Ping Pong e…Pang

Ogni stagione ha il suo giochino. A Natale si gioca a tombola. In agosto, almeno quest’anno, si gioca a ping-pong sulla Tav. Alessandro Di Battista, grillino in libera uscita (non ho capito bene a quale titolo e da dove parli) ha il pregio di dire la verità: non si tratta di fare delle analisi costi-benefici per verificare se la tav sia un’opera redditizia, ma di calcolare l’impatto elettorale delle scelte sulla tav. Il M5S ha ottenuto parecchi voti promettendo di bloccare il treno ad alta velocità, ora deve verificare in termini di consenso elettorale l’atteggiamento da tenere: sarà sostenibile la perdita di voti nel caso di prosecuzione dei lavori oppure sarà opportuno insistere nel bloccare l’opera cercando di mantenere il gruzzolo elettorale accumulato? Detto fuori dai denti il problema sembra solo questo. Dei costi, dei benefici, delle stime, delle previsioni, dei flussi di merci e di persone non frega niente ai pentastellati, che mettono addirittura le mani avanti, sostenendo che tali dati sarebbero “farlocchi” e che quindi bisognerebbe ripartire da capo. Lo afferma il ministro delle infrastrutture e dei trasporti Danilo Toninelli con la sua innata antipatia, il quale dovrebbe spiegarci il perché siano da considerare stupidi e/o corrotti quanti hanno impostato ed avviato queste mastodontiche opere.

Il ministro Matteo Salvini tenta di volare alto: «Le infrastrutture servono, servono strade più belle e ferrovie nuove, io voglio andare avanti». Barbara Lezzi, ministro per il Sud in quota grillina, replica al vicepremier Salvini (non ho capito se in riferimento alla Tav, alla Tap o a cosa e se intenda dargli ragione o contrastarlo): «In Italia servono le infrastrutture, ed in particolar modo ne hanno estremo bisogno il Sud e le aree interne del Centro-Nord. È la carenza di questo genere di investimenti che ha provocato una perdita ulteriore di posti di lavoro al Sud di 300.000 unità. Strade sicure, ferrovie, scuole, ricerca, università, bonifiche, anti-dissesto idrogeologico, energia pulita è quello che l’Italia aspetta». Ma la Tav non è una ferrovia? E la Tap non è un gasdotto? Non sono infrastrutture? Cosa sono?

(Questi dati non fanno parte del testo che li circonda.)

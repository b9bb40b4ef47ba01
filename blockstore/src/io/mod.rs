mod block;
mod caching;
mod file;

pub use block::BlockStore;
pub use caching::{CacheStats, CachingBlockStore, DEFAULT_CACHE_CAPACITY};
pub use file::FileBackedBlockStore;
//! Payload kinds that ship with the store.
use crate::block::{BlockPayload, BlockPointer};
use std::io::{self, ErrorKind, Read, Write};

/// The bootstrap record kept at offset zero. Holds the pointer to whatever
/// structure the owner of the store hangs off it.
#[derive(Clone, Copy, Debug, PartialEq, Eq)]
pub struct RootPayload {
    pub root: BlockPointer,
}

impl RootPayload {
    pub fn new(root: BlockPointer) -> Self {
        Self { root }
    }
}

impl Default for RootPayload {
    fn default() -> Self {
        Self::new(BlockPointer::NULL)
    }
}

impl BlockPayload for RootPayload {
    const TAG: u8 = 0x55;

    fn size(&self) -> usize {
        8
    }

    fn write_to<W: Write>(&self, sink: &mut W) -> io::Result<()> {
        sink.write_all(&self.root.to_raw().to_be_bytes())
    }

    fn read_from<R: Read>(source: &mut R) -> io::Result<Self> {
        let mut buf = [0; 8];
        source.read_exact(&mut buf)?;
        Ok(Self::new(BlockPointer::from_raw(i64::from_be_bytes(buf))))
    }
}

/// Opaque bytes, stored as a big endian `u32` length followed by the bytes.
#[derive(Clone, Debug, Default, PartialEq, Eq)]
pub struct BytesPayload {
    bytes: Vec<u8>,
}

impl BytesPayload {
    pub fn new(bytes: Vec<u8>) -> Self {
        Self { bytes }
    }

    pub fn bytes(&self) -> &[u8] {
        &self.bytes
    }

    pub fn bytes_mut(&mut self) -> &mut Vec<u8> {
        &mut self.bytes
    }

    pub fn into_bytes(self) -> Vec<u8> {
        self.bytes
    }
}

impl BlockPayload for BytesPayload {
    const TAG: u8 = 0x33;

    fn size(&self) -> usize {
        4 + self.bytes.len()
    }

    fn write_to<W: Write>(&self, sink: &mut W) -> io::Result<()> {
        if self.bytes.len() > u32::MAX as usize {
            return Err(io::Error::new(
                ErrorKind::InvalidInput,
                "payload exceeds 4 GiB",
            ));
        }
        sink.write_all(&(self.bytes.len() as u32).to_be_bytes())?;
        sink.write_all(&self.bytes)
    }

    fn read_from<R: Read>(source: &mut R) -> io::Result<Self> {
        let mut len = [0; 4];
        source.read_exact(&mut len)?;
        let len = u32::from_be_bytes(len) as u64;

        // Bounded by what the source holds, so a damaged length cannot force a
        // huge allocation.
        let mut bytes = Vec::new();
        source.take(len).read_to_end(&mut bytes)?;
        if bytes.len() as u64 != len {
            return Err(io::Error::new(
                ErrorKind::UnexpectedEof,
                "payload shorter than its length prefix",
            ));
        }
        Ok(Self::new(bytes))
    }
}
//! On-disk framing of a single record:
//!
//! ```text
//! | marker (1) | type tag (1) | length (4, BE) | payload (length) | count (8, BE) |
//! ```
//!
//! The trailing count repeats the number of payload bytes so a damaged length
//! field is caught even when the marker and tag still look plausible.
use byteorder::BigEndian;
use zerocopy::byteorder::{U32, U64};
use zerocopy::{AsBytes, FromBytes, LayoutVerified, Unaligned};

/// Every record starts with this byte.
pub const BLOCK_MARKER: u8 = 0xCC;
pub const HEADER_SIZE: usize = 6;
pub const TAIL_SIZE: usize = 8;

/// Largest payload the length field can describe.
pub(crate) const MAX_PAYLOAD_SIZE: usize = u32::MAX as usize;

#[repr(C)]
#[derive(FromBytes, AsBytes, Unaligned, Clone, Copy, Debug)]
pub(crate) struct RecordHeader {
    marker: u8,
    tag: u8,
    len: U32<BigEndian>,
}

impl RecordHeader {
    pub fn new(tag: u8, len: u32) -> Self {
        Self {
            marker: BLOCK_MARKER,
            tag,
            len: U32::new(len),
        }
    }

    /// Reads a header from exactly `HEADER_SIZE` bytes.
    pub fn parse(buf: &[u8]) -> Option<Self> {
        LayoutVerified::<_, RecordHeader>::new_unaligned(buf).map(|header| *header)
    }

    pub fn has_marker(&self) -> bool {
        self.marker == BLOCK_MARKER
    }

    pub fn tag(&self) -> u8 {
        self.tag
    }

    pub fn len(&self) -> u32 {
        self.len.get()
    }
}

#[repr(C)]
#[derive(FromBytes, AsBytes, Unaligned, Clone, Copy, Debug)]
pub(crate) struct RecordTail {
    count: U64<BigEndian>,
}

impl RecordTail {
    pub fn new(count: u64) -> Self {
        Self {
            count: U64::new(count),
        }
    }

    pub fn parse(buf: &[u8]) -> Option<Self> {
        LayoutVerified::<_, RecordTail>::new_unaligned(buf).map(|tail| *tail)
    }

    pub fn count(&self) -> u64 {
        self.count.get()
    }
}

/// Bytes a record with a payload of `payload_size` bytes occupies on disk.
pub fn record_len(payload_size: usize) -> u64 {
    (HEADER_SIZE + TAIL_SIZE) as u64 + payload_size as u64
}

/// Frames a serialized payload. The caller guarantees `body` fits the length field.
pub(crate) fn encode(tag: u8, body: &[u8]) -> Vec<u8> {
    debug_assert!(body.len() <= MAX_PAYLOAD_SIZE);
    let mut record = Vec::with_capacity(record_len(body.len()) as usize);
    record.extend_from_slice(RecordHeader::new(tag, body.len() as u32).as_bytes());
    record.extend_from_slice(body);
    record.extend_from_slice(RecordTail::new(body.len() as u64).as_bytes());
    record
}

Anche il presidente del Piemonte, il governatore Chiamparino, aggiunge la sua cucchiaiata, dichiarando che la regione realizzerà un’analisi costi-benefici sul sistema delle grandi opere, perché quella governativa si annuncia già scritta, visto a quali amici del trasporto su gomma e delle autostrade è stata affidata. Sarebbe opportuno fosse più chiaro e spiegasse meglio le sue gravi allusioni. Poi aggiunge: «Nelle regione del Nord-Ovest le grandi opere europee sono reciprocamente correlate: o vanno avanti per tutti o si fermano per tutti». E infine lancia l’hashtag “difendiamoilpiemonte” finalizzato a percorrere la strada della crescita.

Sembra un dialogo come quello che spesso ricordava mio padre: una gustosa chiacchierata tra due sordi. Uno dice all’altro: “Vät a lét?”; l’altro risponde:” No vagh a lét” E l’altro ribatte: “Ah, a m’ cardäva ch’a t’andiss a lét”.

Tornando al ping-pong mi viene spontaneo pensare ai tre personaggi dell’opera pucciniana Turandot: si chiamano Ping, Pong e Pang, e, manco a farlo apposta sono i ministri del regno cinese, di cui Turandot è la bellissima e frigida principessa.  Vogliono tentare di dissuadere il pretenzioso straniero Calaf dal suo intento di sottoporsi alla macabra gara degli indovinelli, imbambolato dal fascino incontenibile della gelida e spietata principessa. Questi gli prospettano pittorescamente il rischio di essere sbudellato e fatto a pezzi in caso non riesca a risolvere i quesiti, gli buttano in faccia le delusioni erotiche della carne cruda principesca che non si mangia, gli offrono l’opportunità di avere cento mogli e cento letti su cui consolarsi. Gli fanno una tale confusione, che finisce col confermare ancor più l’intenzione spericolata di questo giovane in cerca di guai. I nostrani velleitari Ping, Pong e Pang alla fine lasceranno intatto il fascino delle gelide infrastrutture e tutto proseguirà nella gara in cui, speriamo di trovare, oltre alla morte dell’ostinato ambientalismo di Liù, l’amplesso liberante dello sviluppismo di Calaf. Se qualcuno non ha ben compreso la metafora, non gli resta che vedere l’opera di Puccini e poi, magari, mi darà anche ragione.